Vitamin D May Cut Cancer Risk
A new study says exposure to vitamin D may significantly cut cancer risk.
June 8, 2007— -- Like many American women, Ivalynn Oudin has been taking supplements of calcium and vitamin D for years.
"My doctor said it would increase my bone density and help prevent hip fractures," said the 57-year-old mother of two.
But new research published today in the American Journal of Clinical Nutrition suggests that vitamin D supplements may have another benefit: a 60 percent to 77 percent lower risk of cancer.

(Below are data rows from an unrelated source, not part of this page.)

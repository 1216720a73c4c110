//! WebSocket write handle for sending messages.
//!
//! Fire-and-forget: a successful send only means the frame was queued for
//! the connection task.

use crate::connection::ConnectionState;
use crate::message::Envelope;
use parking_lot::RwLock;
use std::sync::Arc;
use tokio::sync::mpsc;
use tracing::debug;

/// Outbound frame for the connection task.
#[derive(Debug, Clone, PartialEq)]
pub enum WsOutbound {
    Text(String),
    /// Close the socket and stop reconnecting.
    Close,
}

/// Error type for send operations.
#[derive(Debug, Clone, PartialEq, Eq)]
pub enum SendError {
    /// Channel closed (connection task gone).
    ChannelClosed,
    /// Not connected right now.
    NotConnected,
    /// Envelope could not be encoded.
    Encode(String),
}

impl std::fmt::Display for SendError {
    fn fmt(&self, f: &mut std::fmt::Formatter<'_>) -> std::fmt::Result {
        match self {
            Self::ChannelClosed => write!(f, "channel closed"),
            Self::NotConnected => write!(f, "not connected"),
            Self::Encode(e) => write!(f, "encode failed: {}", e),
        }
    }
}

impl std::error::Error for SendError {}

/// Clonable sender for one connection.
#[derive(Clone)]
pub struct WsWriteHandle {
    tx: mpsc::Sender<WsOutbound>,
    state: Arc<RwLock<ConnectionState>>,
}

impl WsWriteHandle {
    pub fn new(tx: mpsc::Sender<WsOutbound>, state: Arc<RwLock<ConnectionState>>) -> Self {
        Self { tx, state }
    }

    /// Send a raw text frame.
    ///
    /// # Errors
    ///
    /// - `SendError::NotConnected`: Connection is not up
    /// - `SendError::ChannelClosed`: Connection task has exited
    pub async fn send_text(&self, text: String) -> Result<(), SendError> {
        if !self.is_connected() {
            return Err(SendError::NotConnected);
        }

        self.tx
            .send(WsOutbound::Text(text))
            .await
            .map_err(|_| SendError::ChannelClosed)
    }

    /// Encode and send an envelope.
    pub async fn send_envelope(&self, envelope: &Envelope) -> Result<(), SendError> {
        let text = envelope
            .to_text()
            .map_err(|e| SendError::Encode(e.to_string()))?;
        debug!(kind = %envelope.kind, "Envelope queued for sending");
        self.send_text(text).await
    }

    /// Ask the connection task to close the socket for good.
    pub async fn close(&self) -> Result<(), SendError> {
        self.tx
            .send(WsOutbound::Close)
            .await
            .map_err(|_| SendError::ChannelClosed)
    }

    pub fn is_connected(&self) -> bool {
        *self.state.read() == ConnectionState::Connected && !self.tx.is_closed()
    }

    pub fn connection_state(&self) -> ConnectionState {
        *self.state.read()
    }
}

"Our study shows that with adequate vitamin D, cancer can be prevented -- or a high incidence of it can," said Joan Lappe, a professor of nursing and medicine at Creighton University and the lead author of the study.
"This is the first study that shows, in a clinical trial, that adequate levels of vitamin D can reduce the risk of cancer."

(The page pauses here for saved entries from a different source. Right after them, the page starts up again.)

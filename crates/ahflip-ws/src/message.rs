//! `{type, data}` envelope codec.
//!
//! Every socket this crate talks to frames messages as
//! `{"type": "...", "data": "<json text>"}`. The payload is usually a JSON
//! document serialized into a string, but a plain JSON value is accepted
//! as well.

use crate::error::{WsError, WsResult};
use serde::de::DeserializeOwned;
use serde::{Deserialize, Serialize};
use serde_json::Value;

/// One framed message.
#[derive(Debug, Clone, PartialEq, Serialize, Deserialize)]
pub struct Envelope {
    #[serde(rename = "type")]
    pub kind: String,
    #[serde(default)]
    pub data: Value,
}

impl Envelope {
    /// Build an envelope whose payload is `data` serialized to a JSON string.
    pub fn new<T: Serialize>(kind: impl Into<String>, data: &T) -> WsResult<Self> {
        Ok(Self {
            kind: kind.into(),
            data: Value::String(serde_json::to_string(data)?),
        })
    }

    /// Envelope carrying a bare string payload.
    pub fn text(kind: impl Into<String>, text: impl Into<String>) -> Self {
        Self {
            kind: kind.into(),
            data: Value::String(text.into()),
        }
    }

    /// Parse a raw socket frame.
    pub fn parse(raw: &str) -> WsResult<Self> {
        Ok(serde_json::from_str(raw)?)
    }

    pub fn to_text(&self) -> WsResult<String> {
        Ok(serde_json::to_string(self)?)
    }

    /// Decode the payload, unwrapping a stringified document if needed.
    pub fn payload<T: DeserializeOwned>(&self) -> WsResult<T> {
        match &self.data {
            Value::String(inner) => match serde_json::from_str(inner) {
                Ok(v) => Ok(v),
                // A bare string payload that isn't JSON text.
                Err(_) => serde_json::from_value(self.data.clone())
                    .map_err(|e| WsError::Payload(format!("{}: {}", self.kind, e))),
            },
            other => serde_json::from_value(other.clone())
                .map_err(|e| WsError::Payload(format!("{}: {}", self.kind, e))),
        }
    }

    /// Payload as plain text when it is a string.
    pub fn payload_str(&self) -> Option<&str> {
        self.data.as_str()
    }
}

The research may already be impacting public health policy in at least one country. According to a release posted on its Web site, the Canadian Cancer Society is planning an announcement Friday that all adults should start taking vitamin D supplements. It's the first-ever move by a major public health organization to endorse daily use of the vitamin as a cancer-prevention therapy for an entire population.
However, critics of the study say this drastic drop in cancer risk is not borne out by previous research, and the effect may be much more subtle.
Dr. Jacques Rossouw of the National Institutes of Health is one of these critics. His group conducted a study that followed 36,282 postmenopausal women for seven years to test the effects of vitamin D on colorectal cancer, pegged by the NIH as the third leading cancer killer of women in the United States.
"In our study we found absolutely no indication of an effect of calcium or vitamin D [on cancer] -- zero," he said. "And that's over a seven-year period. It was a much larger study and much a longer study."
Dr. John Milner, chief of the Nutrition Science Research Group at the National Cancer Institute, agrees that some skepticism is necessary.
"We need to put this in the context of the entire diet and lifestyle and understand why we're getting some effect," Milner said. "I don't want to minimize it, but let's see a little bit more before we start jumping into public health policies."
The research was conducted with 1,179 postmenopausal Caucasian women older than the age of 55 who were randomly assigned to receive a placebo containing no medication, a dose of calcium equivalent to about five glasses of milk per day, or both calcium and a high dose of vitamin D.
Women who were on both calcium and vitamin D had 60 percent to 77 percent fewer incidences of cancer in four years than those taking the placebo, according to the study.
Vitamins are substances that the body needs but cannot make entirely on its own. Although vitamin D can be found in oily fish, such as salmon, it is most commonly obtained by the body through exposure to sunlight; as the sun's rays hit the skin, the body converts a compound similar to cholesterol into vitamin D.
The body uses this vitamin D to maintain a healthy level of calcium in the blood and for proper bone health throughout life, according to Dr. Michael Holick, a vitamin D expert at Boston University Medical Center.
In the past 20 years, research has also suggested that vitamin D may play other roles within the body.
"We now recognize that every tissue and cell in the body [can use] vitamin D," Holick said. "Vitamin D tells cells to keep their growth in check and helps keep them from becoming [cancerous]."